A special screening for the new HBO Documentary series, State of Play: Happiness, at HBO Theater in New York City on Thursday night aimed to tackle just that.
“These were three guys who are of course well known but all three had incredible careers, all three had different endings to their careers and all three had different adjustments to life after football,” Strahan told select members of the media on Thursday night. "These guys were so open with us. I learned things about them that I never knew. I hope that this film resonates with you."
The former New York Giants defensive end helped produce the documentary with Peter Berg and a host of others.
"I think it’s something that isn’t just about sports. It’s about anybody in a profession because they all end at some point — some when you want them to and some when you don’t, some late, some early,” Strahan added. “What do you do after that? How do you find your happiness?”
As the screening followed the aforementioned players from the points of their retirements, viewers see very different paths emerge for each man, but all had one common feeling — there was a time that they simply didn’t know what to do with themselves.
The documentary shows Barber having a short-lived career with the media only to fall into depression, not knowing his next move, before finally involving himself with Thuzio, a company that works with connecting retired players and fans. It depicts Favre, who was simply lost without the high of football, before deciding to keep himself busy by serving as an assistant football coach in his Hattiesburg, Miss., hometown. Chrebet, who suffered multiple concussions during his career, spent years trying to find a purpose before finding his footing as a financial advisor for Barclays.

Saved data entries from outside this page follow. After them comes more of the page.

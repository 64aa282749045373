//! Filesystem abstraction for frigg.
//!
//! The parameter store, rule loader and CLI never touch `std::fs` directly.
//! They go through the [`FileSystem`] trait so the same code runs against the
//! real disk ([`NativeFileSystem`]) or an in-memory map ([`MemoryFileSystem`],
//! used by tests).
//!
//! # Example
//!
//! ```no_run
//! use frigg_fs::{FileSystem, NativeFileSystem};
//! use std::path::Path;
//!
//! # #[tokio::main]
//! # async fn main() -> std::io::Result<()> {
//! let fs = NativeFileSystem::new();
//! if fs.exists(Path::new("script.sql.json")).await? {
//!     let contents = fs.read_to_string(Path::new("script.sql.json")).await?;
//!     println!("{}", contents);
//! }
//! # Ok(())
//! # }
//! ```

mod file_system;
pub use file_system::{FileMetadata, FileSystem};

#[cfg(feature = "native")]
pub mod native;
#[cfg(feature = "native")]
pub use native::NativeFileSystem;

#[cfg(feature = "memory")]
pub mod memory;
#[cfg(feature = "memory")]
pub use memory::MemoryFileSystem;

#[cfg(feature = "native")]
pub use NativeFileSystem as DefaultFileSystem;

#[cfg(all(not(feature = "native"), feature = "memory"))]
pub use MemoryFileSystem as DefaultFileSystem;
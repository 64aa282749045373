//! Tree-walking evaluator for parsed format expressions.

use super::parser::{BinaryOperator, Binding, Expr};
use crate::{Result, RuleError};
use std::fmt;

/// The values bound to `name`, `type` and `value` while rendering a rule.
#[derive(Debug, Clone, Default, PartialEq)]
pub struct Bindings {
    /// Match groups of the name pattern (group 0 first).
    pub name: Vec<String>,
    /// Match groups of the type pattern (group 0 first).
    pub type_groups: Vec<String>,
    /// The parameter's raw value.
    pub value: String,
}

/// Runtime value of a format expression.
#[derive(Debug, Clone, PartialEq)]
pub enum Value {
    Str(String),
    Num(f64),
    Bool(bool),
    List(Vec<String>),
    Undefined,
}

impl Value {
    pub fn is_truthy(&self) -> bool {
        match self {
            Value::Str(s) => !s.is_empty(),
            Value::Num(n) => *n != 0.0 && !n.is_nan(),
            Value::Bool(b) => *b,
            Value::List(_) => true,
            Value::Undefined => false,
        }
    }

    fn type_name(&self) -> &'static str {
        match self {
            Value::Str(_) => "string",
            Value::Num(_) => "number",
            Value::Bool(_) => "boolean",
            Value::List(_) => "array",
            Value::Undefined => "undefined",
        }
    }

    fn to_number(&self) -> f64 {
        match self {
            Value::Num(n) => *n,
            Value::Bool(true) => 1.0,
            Value::Bool(false) => 0.0,
            Value::Str(s) => parse_numeric(s).unwrap_or(f64::NAN),
            Value::List(_) | Value::Undefined => f64::NAN,
        }
    }

    fn strict_eq(&self, other: &Value) -> bool {
        match (self, other) {
            (Value::Num(a), Value::Num(b)) => a == b,
            (a, b) => a == b,
        }
    }

    fn loose_eq(&self, other: &Value) -> bool {
        match (self, other) {
            (Value::Num(n), Value::Str(s)) | (Value::Str(s), Value::Num(n)) => {
                parse_numeric(s).is_some_and(|parsed| parsed == *n)
            }
            (a, b) => a.strict_eq(b),
        }
    }
}

impl fmt::Display for Value {
    fn fmt(&self, f: &mut fmt::Formatter<'_>) -> fmt::Result {
        match self {
            Value::Str(s) => f.write_str(s),
            Value::Num(n) => f.write_str(&format_number(*n)),
            Value::Bool(b) => write!(f, "{}", b),
            Value::List(items) => f.write_str(&items.join(",")),
            Value::Undefined => Ok(()),
        }
    }
}

/// Numeric reading of a string: surrounding whitespace is ignored and the
/// empty string reads as zero.
fn parse_numeric(s: &str) -> Option<f64> {
    let trimmed = s.trim();
    if trimmed.is_empty() {
        return Some(0.0);
    }
    trimmed.parse::<f64>().ok().filter(|n| !n.is_infinite())
}

/// Shortest decimal form: `5`, `2.5`, `-0` prints as `0`.
fn format_number(n: f64) -> String {
    if n.is_nan() {
        "NaN".to_string()
    } else if n == f64::INFINITY {
        "Infinity".to_string()
    } else if n == f64::NEG_INFINITY {
        "-Infinity".to_string()
    } else if n == 0.0 {
        "0".to_string()
    } else {
        format!("{}", n)
    }
}

pub(crate) fn evaluate(expr: &Expr, bindings: &Bindings) -> Result<Value> {
    match expr {
        Expr::StringLiteral(s) => Ok(Value::Str(s.clone())),
        Expr::NumberLiteral(n) => Ok(Value::Num(*n)),
        Expr::BooleanLiteral(b) => Ok(Value::Bool(*b)),
        Expr::Variable(Binding::Name) => Ok(Value::List(bindings.name.clone())),
        Expr::Variable(Binding::Type) => Ok(Value::List(bindings.type_groups.clone())),
        Expr::Variable(Binding::Value) => Ok(Value::Str(bindings.value.clone())),
        Expr::Index { target, index } => {
            let target = evaluate(target, bindings)?;
            let index = evaluate(index, bindings)?;
            index_value(target, &index)
        }
        Expr::Length(target) => match evaluate(target, bindings)? {
            Value::List(items) => Ok(Value::Num(items.len() as f64)),
            Value::Str(s) => Ok(Value::Num(s.chars().count() as f64)),
            Value::Undefined => Err(RuleError::Eval(
                "cannot read 'length' of undefined".to_string(),
            )),
            _ => Ok(Value::Undefined),
        },
        Expr::Not(operand) => Ok(Value::Bool(!evaluate(operand, bindings)?.is_truthy())),
        Expr::Binary {
            operator,
            left,
            right,
        } => {
            let left = evaluate(left, bindings)?;
            match operator {
                BinaryOperator::And if !left.is_truthy() => Ok(left),
                BinaryOperator::Or if left.is_truthy() => Ok(left),
                BinaryOperator::And | BinaryOperator::Or => evaluate(right, bindings),
                _ => {
                    let right = evaluate(right, bindings)?;
                    Ok(binary(*operator, &left, &right))
                }
            }
        }
        Expr::Conditional {
            condition,
            then_branch,
            else_branch,
        } => {
            if evaluate(condition, bindings)?.is_truthy() {
                evaluate(then_branch, bindings)
            } else {
                evaluate(else_branch, bindings)
            }
        }
    }
}

fn index_value(target: Value, index: &Value) -> Result<Value> {
    let position = match index {
        Value::Num(n) if *n >= 0.0 && n.fract() == 0.0 => Some(*n as usize),
        Value::Str(s) => s.parse::<usize>().ok(),
        _ => None,
    };

    match target {
        Value::Undefined => Err(RuleError::Eval(format!(
            "cannot index undefined with {}",
            index
        ))),
        Value::List(items) => Ok(position
            .and_then(|i| items.into_iter().nth(i))
            .map_or(Value::Undefined, Value::Str)),
        Value::Str(s) => Ok(position
            .and_then(|i| s.chars().nth(i))
            .map_or(Value::Undefined, |c| Value::Str(c.to_string()))),
        other => {
            tracing::trace!("indexing a {} yields undefined", other.type_name());
            Ok(Value::Undefined)
        }
    }
}

fn binary(operator: BinaryOperator, left: &Value, right: &Value) -> Value {
    match operator {
        BinaryOperator::Concat => match (left, right) {
            (Value::Str(_) | Value::List(_), _) | (_, Value::Str(_) | Value::List(_)) => {
                Value::Str(format!("{}{}", display_operand(left), display_operand(right)))
            }
            _ => Value::Num(left.to_number() + right.to_number()),
        },
        BinaryOperator::LooseEq => Value::Bool(left.loose_eq(right)),
        BinaryOperator::LooseNotEq => Value::Bool(!left.loose_eq(right)),
        BinaryOperator::StrictEq => Value::Bool(left.strict_eq(right)),
        BinaryOperator::StrictNotEq => Value::Bool(!left.strict_eq(right)),
        // short-circuited in evaluate
        BinaryOperator::And | BinaryOperator::Or => Value::Undefined,
    }
}

/// String form used by `+`; undefined concatenates as its name.
fn display_operand(value: &Value) -> String {
    match value {
        Value::Undefined => "undefined".to_string(),
        other => other.to_string(),
    }
}

#[cfg(test)]
mod tests {
    use super::*;
    use crate::format::FormatTemplate;

    fn bindings() -> Bindings {
        Bindings {
            name: vec!["INT_Count".into(), "INT".into(), "Count".into()],
            type_groups: vec!["int".into()],
            value: "5".into(),
        }
    }

    fn eval(src: &str) -> Value {
        let template = FormatTemplate::parse(&format!("${{{}}}", src)).unwrap();
        template.evaluate_single(&bindings()).unwrap()
    }

    #[test]
    fn test_variables() {
        assert_eq!(eval("value"), Value::Str("5".into()));
        assert_eq!(eval("name[2]"), Value::Str("Count".into()));
        assert_eq!(eval("type[0]"), Value::Str("int".into()));
    }

    #[test]
    fn test_out_of_range_index_is_undefined() {
        assert_eq!(eval("name[7]"), Value::Undefined);
        assert_eq!(eval("name[1.5]"), Value::Undefined);
    }

    #[test]
    fn test_indexing_undefined_is_an_error() {
        let template = FormatTemplate::parse("${name[7][0]}").unwrap();
        assert!(matches!(
            template.render(&bindings()),
            Err(RuleError::Eval(_))
        ));
    }

    #[test]
    fn test_string_indexing_and_length() {
        assert_eq!(eval("name[2][0]"), Value::Str("C".into()));
        assert_eq!(eval("name[2].length"), Value::Num(5.0));
        assert_eq!(eval("name.length"), Value::Num(3.0));
    }

    #[test]
    fn test_concat_and_addition() {
        assert_eq!(eval("value + 1"), Value::Str("51".into()));
        assert_eq!(eval("1 + 2"), Value::Num(3.0));
        assert_eq!(eval("true + 1"), Value::Num(2.0));
    }

    #[test]
    fn test_equality() {
        assert_eq!(eval("value == 5"), Value::Bool(true));
        assert_eq!(eval("value === 5"), Value::Bool(false));
        assert_eq!(eval("value === '5'"), Value::Bool(true));
        assert_eq!(eval("type[0] != 'int'"), Value::Bool(false));
        assert_eq!(eval("name[9] === name[8]"), Value::Bool(true));
    }

    #[test]
    fn test_logical_operators_return_operands() {
        assert_eq!(eval("'' || 'fallback'"), Value::Str("fallback".into()));
        assert_eq!(eval("value && name[1]"), Value::Str("INT".into()));
        assert_eq!(eval("!value"), Value::Bool(false));
        assert_eq!(eval("!name[9]"), Value::Bool(true));
    }

    #[test]
    fn test_short_circuit_skips_errors() {
        assert_eq!(eval("false && name[9][0]"), Value::Bool(false));
    }

    #[test]
    fn test_display() {
        assert_eq!(Value::Num(5.0).to_string(), "5");
        assert_eq!(Value::Num(2.5).to_string(), "2.5");
        assert_eq!(Value::Num(-0.0).to_string(), "0");
        assert_eq!(Value::Num(f64::NAN).to_string(), "NaN");
        assert_eq!(Value::List(vec!["a".into(), "b".into()]).to_string(), "a,b");
        assert_eq!(Value::Undefined.to_string(), "");
        assert_eq!(Value::Bool(true).to_string(), "true");
    }
}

“This piece serves a purpose because people see us retire, but they never know what happens to us or they do, but they don’t see the transition or the time it takes or what we go through,” Chrebet told BET.com. “It’s different things you find happiness in. I’m glad I did it.”
The usually-reserved Chrebet said the decision to participate in the documentary was easy, considering Strahan, the best man at his wedding, asked him.
In the end, Berg, who directed films like Friday Night Lights, Hancock and Battleship and executive-produced this documentary, was pleased with the end result.
“[The documentary is] more of a practical look at ‘Okay, you’re an eight-year veteran, you’re 30 years old or 20 years old — in the case of Strahan, a little bit older — you played in two Super Bowls, you’ve been the MVP…and now it’s over,” Berg told BET.com. “It’s done and you’ve got nothing to do. You wake up in the morning and there’s nowhere to go. You got to take out the garbage and you’re miserable."
The State of Play: Happiness documentary series will begin on HBO on Tuesday, November 18th.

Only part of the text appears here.